The response must contain each line of the material that holds "PtyRequest".

#####

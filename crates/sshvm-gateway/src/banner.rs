//! Welcome banner, recent-logins table, and the animated boot progress bar.

use std::time::Duration;

use chrono::{DateTime, Local, Utc};
use russh::{ChannelId, CryptoVec};
use tabled::{Table, Tabled};
use tokio::sync::oneshot;

use sshvm_core::UserStat;

use crate::server::ServerHandle;

/// Width of the progress bar.
pub const PROGRESS_CELLS: usize = 40;

const TICK: Duration = Duration::from_millis(50);

/// Write a chunk to the session, reporting only whether the client is still
/// there.
pub(crate) async fn send(
    handle: &ServerHandle,
    id: ChannelId,
    text: impl Into<Vec<u8>>,
) -> Result<(), ()> {
    handle
        .data(id, CryptoVec::from(text.into()))
        .await
        .map_err(|_| ())
}

// ── Welcome banner ────────────────────────────────────────────────────────────

#[derive(Tabled)]
struct RecentRow {
    #[tabled(rename = "User")]
    user: String,
    #[tabled(rename = "Last login")]
    last_login: String,
}

pub fn welcome_banner(
    user: &str,
    previous_login: Option<DateTime<Utc>>,
    recent: &[UserStat],
    fresh_vm: bool,
) -> String {
    let mut out = String::new();
    let day = Local::now().format("%A");

    out.push_str(&format!("\r\n\x1b[1;35mHello, {user}! 🌸\x1b[0m\r\n\r\n"));
    match previous_login {
        None => out.push_str(&format!(
            "Today is \x1b[3m{day}\x1b[0m. It's your first time here.\r\n"
        )),
        Some(t) => out.push_str(&format!(
            "Today is \x1b[3m{day}\x1b[0m. Your last login was \x1b[3m{}\x1b[0m.\r\n",
            relative_time(t)
        )),
    }
    out.push_str("\r\n");

    if recent.is_empty() {
        out.push_str("You're the first user to connect! 🎉\r\n");
    } else {
        out.push_str("\x1b[2;37mRecent logins:\x1b[0m\r\n");
        let rows: Vec<RecentRow> = recent
            .iter()
            .map(|stat| RecentRow {
                user: stat.username.clone(),
                last_login: relative_time(stat.last_connected),
            })
            .collect();
        out.push_str(&Table::new(rows).to_string().replace('\n', "\r\n"));
        out.push_str("\r\n");
    }

    out.push_str("\r\n");
    if fresh_vm {
        out.push_str("\x1b[2;37mBooting your fresh VM...\x1b[0m\r\n");
    } else {
        out.push_str("\x1b[2;37mConnecting to VM...\x1b[0m\r\n");
    }
    out
}

pub fn relative_time(t: DateTime<Utc>) -> String {
    let diff = Utc::now().signed_duration_since(t);
    if diff.num_minutes() < 1 {
        return "just now".to_string();
    }
    if diff.num_hours() < 1 {
        let minutes = diff.num_minutes();
        return match minutes {
            1 => "1 minute ago".to_string(),
            n => format!("{n} minutes ago"),
        };
    }
    if diff.num_days() < 1 {
        let hours = diff.num_hours();
        return match hours {
            1 => "1 hour ago".to_string(),
            n => format!("{n} hours ago"),
        };
    }
    match diff.num_days() {
        1 => "1 day ago".to_string(),
        n => format!("{n} days ago"),
    }
}

// ── Progress bar ──────────────────────────────────────────────────────────────

/// Exponential fill: fast at first, asymptotic to 99 until readiness jumps
/// it to 100.
pub fn progress_percent(elapsed_secs: f64) -> usize {
    let percent = (100.0 * (1.0 - (-1.2 * elapsed_secs).exp())) as usize;
    percent.min(99)
}

pub fn filled_cells(percent: usize) -> usize {
    (percent * PROGRESS_CELLS) / 100
}

fn bar(filled: usize) -> String {
    let mut s = "▮".repeat(filled);
    s.push_str(&"▯".repeat(PROGRESS_CELLS - filled));
    s
}

/// Animate the bar on a single row until one of the signals arrives:
/// `ready` completes the bar at 100%, `failed` clears the row. A write
/// failure means the client disconnected, which also ends the animation.
pub async fn render_progress(
    handle: ServerHandle,
    id: ChannelId,
    mut ready: oneshot::Receiver<()>,
    mut failed: oneshot::Receiver<()>,
) {
    let mut ticker = tokio::time::interval(TICK);
    let start = std::time::Instant::now();

    loop {
        tokio::select! {
            _ = &mut ready => {
                let line = format!(
                    "\r\x1b[2K\x1b[32m{}\x1b[0m 100%  🧨 \x1b[32mComplete!\x1b[0m\r\n\r\n",
                    bar(PROGRESS_CELLS)
                );
                let _ = send(&handle, id, line).await;
                return;
            }
            _ = &mut failed => {
                let _ = send(&handle, id, "\r\x1b[2K").await;
                return;
            }
            _ = ticker.tick() => {
                let percent = progress_percent(start.elapsed().as_secs_f64());
                let line = format!("\r\x1b[36m{}\x1b[0m {percent}%", bar(filled_cells(percent)));
                if send(&handle, id, line).await.is_err() {
                    return;
                }
            }
        }
    }
}

#[cfg(test)]
mod tests {
    use super::*;
    use chrono::TimeZone;

    fn stat(name: &str, ts: i64) -> UserStat {
        UserStat {
            username: name.to_string(),
            connect_count: 1,
            last_connected: Utc.timestamp_opt(ts, 0).unwrap(),
        }
    }

    #[test]
    fn test_relative_time_buckets() {
        let now = Utc::now();
        assert_eq!(relative_time(now), "just now");
        assert_eq!(relative_time(now - chrono::Duration::minutes(1)), "1 minute ago");
        assert_eq!(relative_time(now - chrono::Duration::minutes(5)), "5 minutes ago");
        assert_eq!(relative_time(now - chrono::Duration::hours(1)), "1 hour ago");
        assert_eq!(relative_time(now - chrono::Duration::hours(23)), "23 hours ago");
        assert_eq!(relative_time(now - chrono::Duration::days(1)), "1 day ago");
        assert_eq!(relative_time(now - chrono::Duration::days(10)), "10 days ago");
    }

    #[test]
    fn test_progress_percent_curve() {
        assert_eq!(progress_percent(0.0), 0);
        assert!(progress_percent(0.5) > 40);
        assert!(progress_percent(2.0) > 85);
        // Clamped at 99 no matter how long the boot takes.
        assert_eq!(progress_percent(60.0), 99);
    }

    #[test]
    fn test_filled_cells() {
        assert_eq!(filled_cells(0), 0);
        assert_eq!(filled_cells(50), 20);
        assert_eq!(filled_cells(99), 39);
        assert_eq!(filled_cells(100), PROGRESS_CELLS);
    }

    #[test]
    fn test_welcome_banner_first_time() {
        let banner = welcome_banner("alice", None, &[], true);
        assert!(banner.contains("Hello, alice!"));
        assert!(banner.contains("It's your first time here."));
        assert!(banner.contains("You're the first user to connect!"));
        assert!(banner.contains("Booting your fresh VM..."));
    }

    #[test]
    fn test_welcome_banner_returning_user() {
        let previous = Utc::now() - chrono::Duration::hours(2);
        let recent = vec![stat("bob", 1_700_000_000), stat("carol", 1_700_000_100)];
        let banner = welcome_banner("alice", Some(previous), &recent, false);
        assert!(banner.contains("Your last login was"));
        assert!(banner.contains("Recent logins:"));
        assert!(banner.contains("bob"));
        assert!(banner.contains("carol"));
        assert!(banner.contains("Connecting to VM..."));
    }
}
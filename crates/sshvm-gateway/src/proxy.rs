//! Transparent SSH-in-SSH proxy between an accepted session and a guest.
//!
//! The inner channel is owned by a single pump that multiplexes guest
//! output (`ChannelMsg` events) against input arriving from the outer
//! session over an mpsc, so window changes can be forwarded after the
//! shell has started.

use std::sync::Arc;
use std::time::Duration;

use anyhow::{bail, Context, Result};
use russh::client;
use russh::{ChannelId, ChannelMsg, CryptoVec};
use tokio::sync::mpsc;
use tracing::debug;

use crate::server::ServerHandle;

const CONNECT_TIMEOUT: Duration = Duration::from_secs(10);

/// Input flowing from the outer session into the proxy pump.
pub enum ProxyInput {
    Data(Vec<u8>),
    WindowChange {
        col_width: u32,
        row_height: u32,
        pix_width: u32,
        pix_height: u32,
    },
}

/// Pty parameters captured from the outer session, replayed on the inner one.
#[derive(Clone)]
pub struct PtyRequest {
    pub term: String,
    pub col_width: u32,
    pub row_height: u32,
    pub pix_width: u32,
    pub pix_height: u32,
    pub modes: Vec<(russh::Pty, u32)>,
}

struct GuestClientHandler;

#[async_trait::async_trait]
impl client::Handler for GuestClientHandler {
    type Error = anyhow::Error;

    async fn check_server_key(
        &mut self,
        _server_public_key: &russh_keys::key::PublicKey,
    ) -> Result<bool, Self::Error> {
        // Guests sit on the private VM bridge and regenerate their host key
        // on every boot; there is nothing to pin.
        Ok(true)
    }
}

/// Dial the guest SSH service as `root` with empty credentials.
async fn dial(addr: &str) -> Result<client::Handle<GuestClientHandler>> {
    let config = Arc::new(client::Config::default());
    let mut session = tokio::time::timeout(
        CONNECT_TIMEOUT,
        client::connect(config, addr, GuestClientHandler),
    )
    .await
    .map_err(|_| anyhow::anyhow!("timed out connecting to guest SSH at {addr}"))?
    .with_context(|| format!("connect to guest SSH at {addr}"))?;

    if session
        .authenticate_password("root", "")
        .await
        .context("password auth to guest")?
    {
        return Ok(session);
    }

    // Some guest sshd setups only offer keyboard-interactive; answer every
    // prompt with an empty string.
    let mut response = session
        .authenticate_keyboard_interactive_start("root", None)
        .await
        .context("keyboard-interactive auth to guest")?;
    loop {
        use client::KeyboardInteractiveAuthResponse::*;
        match response {
            Success => return Ok(session),
            Failure => bail!("guest SSH rejected root login"),
            InfoRequest { prompts, .. } => {
                let answers = vec![String::new(); prompts.len()];
                response = session
                    .authenticate_keyboard_interactive_respond(answers)
                    .await
                    .context("keyboard-interactive responses")?;
            }
        }
    }
}

/// Run the proxy until the guest session terminates or the outer session
/// goes away (`input` closed). Errors from the setup steps surface to the
/// caller, which prints them without killing the outer session.
pub async fn run(
    handle: ServerHandle,
    id: ChannelId,
    vm_addr: &str,
    env: &[(String, String)],
    pty: Option<&PtyRequest>,
    input: &mut mpsc::Receiver<ProxyInput>,
) -> Result<()> {
    let mut session = dial(vm_addr).await?;
    let mut channel = session
        .channel_open_session()
        .await
        .context("open session channel on guest")?;

    for (name, value) in env {
        // The guest sshd decides which variables it accepts.
        let _ = channel.set_env(false, name.as_str(), value.as_str()).await;
    }

    if let Some(pty) = pty {
        channel
            .request_pty(
                true,
                &pty.term,
                pty.col_width,
                pty.row_height,
                pty.pix_width,
                pty.pix_height,
                &pty.modes,
            )
            .await
            .context("pty request on guest")?;
    }

    channel
        .request_shell(true)
        .await
        .context("shell request on guest")?;

    loop {
        tokio::select! {
            msg = channel.wait() => {
                let Some(msg) = msg else { break };
                match msg {
                    ChannelMsg::Data { data } => {
                        if handle.data(id, CryptoVec::from(data.to_vec())).await.is_err() {
                            break;
                        }
                    }
                    ChannelMsg::ExtendedData { data, ext } => {
                        if handle
                            .extended_data(id, ext, CryptoVec::from(data.to_vec()))
                            .await
                            .is_err()
                        {
                            break;
                        }
                    }
                    ChannelMsg::ExitStatus { exit_status } => {
                        let _ = handle.exit_status_request(id, exit_status).await;
                    }
                    ChannelMsg::Eof => {
                        let _ = handle.eof(id).await;
                    }
                    ChannelMsg::Close => break,
                    _ => {}
                }
            }
            event = input.recv() => {
                match event {
                    Some(ProxyInput::Data(bytes)) => {
                        if channel.data(&bytes[..]).await.is_err() {
                            break;
                        }
                    }
                    Some(ProxyInput::WindowChange { col_width, row_height, pix_width, pix_height }) => {
                        let _ = channel
                            .window_change(col_width, row_height, pix_width, pix_height)
                            .await;
                    }
                    None => {
                        debug!("outer session closed, shutting down guest channel");
                        let _ = channel.eof().await;
                        break;
                    }
                }
            }
        }
    }

    Ok(())
}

#####

_YOUR RESPONSE_:
pub struct PtyRequest {
    pty: Option<&PtyRequest>,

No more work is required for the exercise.